FINADOS: CELEBRAMOS A MORTE OU A VIDA?

A Igreja Católica celebra todos os anos o dia 02 de novembro como o dia dedicado aos mortos. Finados, quer dizer fim. Porém, o fim pode ser visto como término, conclusão da vida, mas também como meta, finalidade e objetivo de nossa existência.

Por: Pe. Paulo Roberto Gomes

Celebrar os mortos, ainda que isso nos traga saudades, tristeza e dor, não significa se colocar diante da fatalidade da vida, mas experimentar e refletir sobre a nossa esperança, vivida do Antigo Testamento até a vinda de Jesus, o Cristo. Ele clareia de forma surpreendente nossa origem, o sentido de nossa vida e o que aguardamos para além da morte.

1.A TRINDADE AMIGA DA VIDA

Recebemos a vida como uma dádiva, um dom, um presente da Trindade Santa. A vida nos é dada por Deus para grandes coisas e Ele é o primeiro interessado em nosso bem e em nossa felicidade. Tudo o que depender de Deus, sendo Ele o “amigo da Vida” (Sb 11,26), Ele fará. No entanto, nem tudo depende do Senhor. Há muita coisa que depende de nós, outras dependem dos outros, das circunstâncias da própria existência, estruturas, conjunturas e outras coisas mais.

A vida é um presente de Deus, mas o que nós fazemos com ela é responsabilidade nossa. Por isso, a importância das decisões que tomamos acompanhadas de um bom discernimento. Neste sentido, viver é dom e tarefa. Não estamos prontos, estamos nos construindo, nos fazendo e refazendo-nos a cada dia.  Paulo nos convida a crescer “até atingir a maturidade de Cristo (Ef 4,13).

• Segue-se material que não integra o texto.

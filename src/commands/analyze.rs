//! Analyze command implementation.
//!
//! The analyze command:
//! 1. Parses the HotSpot log
//! 2. Ranks compiled methods
//! 3. Builds the report
//! 4. Writes output files

use super::models::AnalyzeArgs;
use crate::aggregator::{calculate_size_distribution, largest_compiled_methods, slowest_compilations};
use crate::model::{ClassModel, LoggingErrorListener};
use crate::output::{validate_output_path, write_report};
use crate::parser::schema::{CompiledMethod, LogReport};
use crate::parser::HotSpotLogParser;
use crate::utils::config::MAX_TOP_METHODS;
use anyhow::{Context, Result};
use log::{debug, info};
use std::time::Instant;

/// Execute the analyze command
///
/// **Public** - main entry point called from main.rs
///
/// # Arguments
/// * `args` - Analyze command arguments
///
/// # Returns
/// The report that was written
///
/// # Errors
/// * Log file cannot be opened
/// * File write errors
pub fn execute_analyze(args: AnalyzeArgs) -> Result<LogReport> {
    let start_time = Instant::now();

    info!("Starting analysis of: {}", args.log_file.display());

    // Step 1: Parse log
    info!("Step 1/4: Parsing HotSpot log...");
    let mut parser = HotSpotLogParser::new().with_body_skip(args.skip_tags.iter().cloned());
    let mut listener = LoggingErrorListener;
    let lines_read = parser
        .parse(&args.log_file, &mut listener)
        .with_context(|| format!("Failed to parse log {}", args.log_file.display()))?;

    debug!(
        "Parsed {} lines, {} classes, {} members, {} tags ignored",
        lines_read,
        parser.model().package_manager().class_count(),
        parser.model().package_manager().member_count(),
        parser.ignored_tags()
    );

    // Step 2: Rank methods
    info!("Step 2/4: Ranking top {} compiled methods...", args.top_methods);
    let package_manager = parser.model().package_manager();
    let largest = largest_compiled_methods(package_manager, args.top_methods);
    let slowest = slowest_compilations(package_manager, args.top_methods);

    let size_dist = calculate_size_distribution(package_manager);
    info!("Native size distribution: {}", size_dist.summary());

    // Step 3: Build report
    info!("Step 3/4: Building report...");
    let report = parser.to_report(&args.log_file, largest, slowest);

    // Step 4: Write output
    info!("Step 4/4: Writing output files...");
    write_report(&report, &args.output_json).context("Failed to write report JSON")?;

    info!("✓ Report written to: {}", args.output_json.display());

    if args.print_summary {
        println!("\n{}", "=".repeat(80));
        println!("JIT COMPILATION SUMMARY");
        println!("{}", "=".repeat(80));
        println!("{}", generate_text_summary(&report));
        println!("{}", "=".repeat(80));
    }

    let elapsed = start_time.elapsed();
    info!("Analysis completed in {:.2}s", elapsed.as_secs_f64());

    Ok(report)
}

/// Validate analyze arguments
///
/// **Public** - can be called before execute_analyze for early validation
///
/// # Arguments
/// * `args` - Arguments to validate
///
/// # Returns
/// Ok if arguments are valid, Err with message if not
pub fn validate_args(args: &AnalyzeArgs) -> Result<()> {
    if args.log_file.as_os_str().is_empty() {
        anyhow::bail!("Log file path cannot be empty");
    }

    if !args.log_file.is_file() {
        anyhow::bail!("Log file not found: {}", args.log_file.display());
    }

    if args.top_methods == 0 {
        anyhow::bail!("top must be greater than 0");
    }

    if args.top_methods > MAX_TOP_METHODS {
        anyhow::bail!("top is too large (max {})", MAX_TOP_METHODS);
    }

    if let Some(tag) = args.skip_tags.iter().find(|t| !t.starts_with('<')) {
        anyhow::bail!("Skip tag '{}' must start with '<'", tag);
    }

    validate_output_path(&args.output_json).context("Invalid output path")?;

    Ok(())
}

/// Render a report as a text summary
///
/// **Public** - used by --summary and the validate command
pub fn generate_text_summary(report: &LogReport) -> String {
    let stats = &report.jit_stats;
    let mut lines = Vec::new();

    lines.push(format!("Log:            {}", report.log_file));
    lines.push(format!(
        "VM:             {}",
        report.vm_release.as_deref().unwrap_or("unknown")
    ));
    lines.push(format!(
        "Lines:          {} read ({} header, {} compilation, {} class loader, {} assembly)",
        report.streams.lines_read,
        report.streams.header_lines,
        report.streams.compilation_lines,
        report.streams.class_loader_lines,
        report.streams.assembly_lines
    ));
    lines.push(format!(
        "Classes:        {} loaded from {} locations",
        report.class_count,
        report.classpath.len()
    ));
    lines.push(format!(
        "Compilations:   {} queued, {} installed (C1 {}, C2 {}, OSR {}), {} failed",
        stats.queued_tasks,
        stats.compiled_methods,
        stats.c1_compilations,
        stats.c2_compilations,
        stats.osr_compilations,
        stats.failed_tasks
    ));
    lines.push(format!("Native code:    {} bytes", stats.native_bytes));
    lines.push(format!(
        "Code cache:     {} sweeps, {} full",
        stats.sweeper_events, stats.cache_full_events
    ));

    if let Some(error) = &report.parse_error {
        lines.push(format!("Warning:        {}", error.title));
    }

    lines.push(String::new());
    lines.push("  LARGEST COMPILED METHODS".to_string());
    push_method_table(&mut lines, &report.largest_methods, |m| {
        m.native_size.map(|s| format!("{} B", s))
    });

    lines.push(String::new());
    lines.push("  SLOWEST COMPILATIONS".to_string());
    push_method_table(&mut lines, &report.slowest_compilations, |m| {
        m.compile_time_ms.map(|ms| format!("{:.3} ms", ms))
    });

    lines.join("\n")
}

/// **Private** - internal helper for generate_text_summary
fn push_method_table<F>(lines: &mut Vec<String>, methods: &[CompiledMethod], value: F)
where
    F: Fn(&CompiledMethod) -> Option<String>,
{
    if methods.is_empty() {
        lines.push("  (none)".to_string());
        return;
    }

    lines.push(format!("  {:<60} {:>8} {:>14}", "Method", "Compiler", "Value"));
    for method in methods {
        lines.push(format!(
            "  {:<60} {:>8} {:>14}",
            truncate_left(&method.method, 60),
            method.compiler.as_deref().unwrap_or("-"),
            value(method).unwrap_or_else(|| "-".to_string())
        ));
    }
}

/// Keep the end of a long name, which holds the method
///
/// **Private** - internal helper
fn truncate_left(text: &str, width: usize) -> String {
    let count = text.chars().count();
    if count <= width {
        return text.to_string();
    }
    let tail: String = text.chars().skip(count - (width - 3)).collect();
    format!("...{}", tail)
}

#[cfg(test)]
mod tests {
    use super::*;
    use std::io::Write;
    use tempfile::NamedTempFile;

    fn log_file() -> NamedTempFile {
        let mut file = NamedTempFile::new().unwrap();
        writeln!(file, "<tty>").unwrap();
        file
    }

    #[test]
    fn test_validate_args_valid() {
        let log = log_file();
        let args = AnalyzeArgs {
            log_file: log.path().to_path_buf(),
            ..Default::default()
        };

        assert!(validate_args(&args).is_ok());
    }

    #[test]
    fn test_validate_args_empty_log_path() {
        let args = AnalyzeArgs::default();
        assert!(validate_args(&args).is_err());
    }

    #[test]
    fn test_validate_args_missing_log() {
        let args = AnalyzeArgs {
            log_file: "/definitely/not/here.log".into(),
            ..Default::default()
        };
        assert!(validate_args(&args).is_err());
    }

    #[test]
    fn test_validate_args_top_zero() {
        let log = log_file();
        let args = AnalyzeArgs {
            log_file: log.path().to_path_buf(),
            top_methods: 0,
            ..Default::default()
        };
        assert!(validate_args(&args).is_err());
    }

    #[test]
    fn test_validate_args_top_too_large() {
        let log = log_file();
        let args = AnalyzeArgs {
            log_file: log.path().to_path_buf(),
            top_methods: 2000,
            ..Default::default()
        };
        assert!(validate_args(&args).is_err());
    }

    #[test]
    fn test_validate_args_bad_skip_tag() {
        let log = log_file();
        let args = AnalyzeArgs {
            log_file: log.path().to_path_buf(),
            skip_tags: vec!["dependency".to_string()],
            ..Default::default()
        };
        assert!(validate_args(&args).is_err());
    }

    #[test]
    fn test_truncate_left() {
        assert_eq!(truncate_left("short", 10), "short");
        assert_eq!(truncate_left("com.example.Long::method()V", 12), "...method()V");
    }
}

Nossa identidade, enquanto pessoa e cristão, vai se delineando pouco a pouco. Somos os nossos sonhos, nossas relações afetivas, as amizades que estabelecemos, as pessoas que amamos, o bem ou o mal que fazemos. Nosso “eu” vai se formando pouco a pouco a partir da história. Algumas coisas são dadas e não há como arrancá-las ou negá-las. Eu sou a família que nasci, os pais que tive, os irmãos que me acompanham ou acompanharam, a nação que pertenço. Infelizmente, algumas pessoas querem negar ou arrancar aquilo que é dado, herdado.

No entanto, sou uma pessoa que vai se constituindo a partir de suas decisões. O livre arbítrio me possibilita escolher entre isso e aquilo, nas pequenas decisões do dia a dia.  Algumas vezes me deparo com decisões mais sérias e mais importantes. Neste processo, eu vou me construindo como pessoa dotada de uma “liberdade profunda” ou não. A liberdade, no sentido teológico, é a capacidade e a possibilidade de escolher quem eu vou me tornar. Ela é “liberdade de”, diante de coisas e pessoas. Ela é “liberdade para” amar mais e melhor. Ela é “liberdade com”, pois vivemos em família, comunidade e sociedade.

2. A LINGUAGEM BÍBLICA COMO FORMA RICA DE FALAR DO SER HUMANO

A Bíblia chama de “alma” esta pessoa construída pouco a pouco na história. Alma é o ser humano a partir de seu ser, de sua identidade mais profunda, em suas relações dentro do mundo. Espírito é o ser humano aberto à vida dada por Deus. Carne é o ser humano em sua fragilidade. A compreensão de ser humano presente nas Sagradas Escrituras difere profundamente de nossa compreensão herdada da filosofia grega. A Bíblia sempre vê o ser humano inteiro a partir de suas diversas realidades.

Hoje, mais do que nunca precisamos voltar à Escritura, base de nossa fé, para compreender nossa origem, o sentido de nossa existência “aqui e agora” e a grande esperança, nutrida por homens e mulheres durante séculos.

Acreditamos que a Trindade Santa sempre buscou entrar em comunicação com o ser humano. O Povo de Israel foi descobrindo pouco a pouco o Deus que se fazia presente em sua vida, na história, na dor e na alegria através de fatos e acontecimentos. A revelação se dá pouco a pouco diante da capacidade própria do ser humano de percebê-la e compreendê-la. Neste sentido, o Deus Trino é um grande pedagogo.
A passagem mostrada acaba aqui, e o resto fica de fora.